Now, pretty obviously, they're not going to be following up.  The guy obviously wasn't satisfied with my answer, so I wish he'd just friggin' say so.  On the other hand, my experience at ChannelMeter is exactly what they need -- I wrote harvesters to pull in massive amounts of data, digest it into usable data, and then archive off the raw feeds in case we ever needed to regenerate the data or generate new types of results from it.  This is precisely what they're doing, except that they're doing it on store analytics instead of YouTube analytics.

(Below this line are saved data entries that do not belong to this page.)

//! CLI command definitions and argument parsing.

use crate::output::OutputFormat;
use clap::{Parser, Subcommand};
use std::path::PathBuf;

/// hsfconf - Resolve declarative HSF service metadata into endpoint definitions.
#[derive(Debug, Parser)]
#[command(name = "hsfconf")]
#[command(version, about, long_about = None)]
pub struct Cli {
    /// Output format
    #[arg(short, long, value_enum, global = true)]
    pub format: Option<CliFormat>,

    /// Disable colored output
    #[arg(long, global = true)]
    pub no_color: bool,

    /// Log resolution details (overridden by RUST_LOG)
    #[arg(short, long, global = true)]
    pub verbose: bool,

    #[command(subcommand)]
    pub command: Command,
}

/// Output format options.
#[derive(Debug, Clone, Copy, clap::ValueEnum)]
pub enum CliFormat {
    /// Table format (default)
    Table,
    /// JSON format
    Json,
}

impl From<CliFormat> for OutputFormat {
    fn from(format: CliFormat) -> Self {
        match format {
            CliFormat::Table => OutputFormat::Table,
            CliFormat::Json => OutputFormat::Json,
        }
    }
}

/// CLI commands.
#[derive(Debug, Subcommand)]
pub enum Command {
    /// Resolve all components and print every registry entry
    Resolve(ScanArgs),

    /// Resolve all components and print only the summary and failures
    Check(ScanArgs),
}

/// Arguments shared by scanning commands.
#[derive(Debug, Parser)]
pub struct ScanArgs {
    /// Bootstrap file (TOML)
    #[arg(env = "HSFCONF_BOOTSTRAP")]
    pub path: PathBuf,
}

I wish the guy just had the balls to say, "No, we were looking for someone with a stronger algorithmic knowledge.  Thank you, though."  But, no.  He's not going to say that to my face, he's going to have his HR person send me an email instead.

Now, on thinking about it about it after the fact, the "(Comparisons of N-1) + 2 for the new element" is correct only in the degenerate case.  [cf the (*) above]  If the new element is larger than the previous largest then you only need 1 comparison -- the largest is now the new largest element and the new second largest is the previous largest element.  Still, if you're designing an algorithm it's important to know the worst case, even though what you're looking for is the average case.  I figured out this error the minute I sat and wrote it down, which I could have done in front of him if I'd been in a face-to-face or if I were actually working on the project.  And, of course, if I were actually working on the project I wouldn't be figuring this out -- I'd be downloading a library that was optimized for the job instead of writing my own, because I'm not an idiot.

[EDIT:  Actually, I'm wrong, you can do it faster.  The second largest element of the total array has to be one of the largest from the subarrays, so you can find the largest by comparing only between the winners of each pairwise contest.  Having an odd number of elements adds some uncertainty -- it requires 1 compairson if the Nth item is larger than the largest from the winning pair, but 2 if it's smaller.  At each step you can carry an odd item along with 0 comparisons, and when you have another odd step you can combine the two odd elements into a pair that costs 1 comparison.]

So here's what I find frustrating:  this is a pointless question that has no relevance to the actual job, he doesn't have the guts to tell me to my face that I flunked his pointless test, and I'm probably not going to get the job even though my experience is very much in line with what they need.  The part that irritates me the most is the "not having the guts to say so" part, though.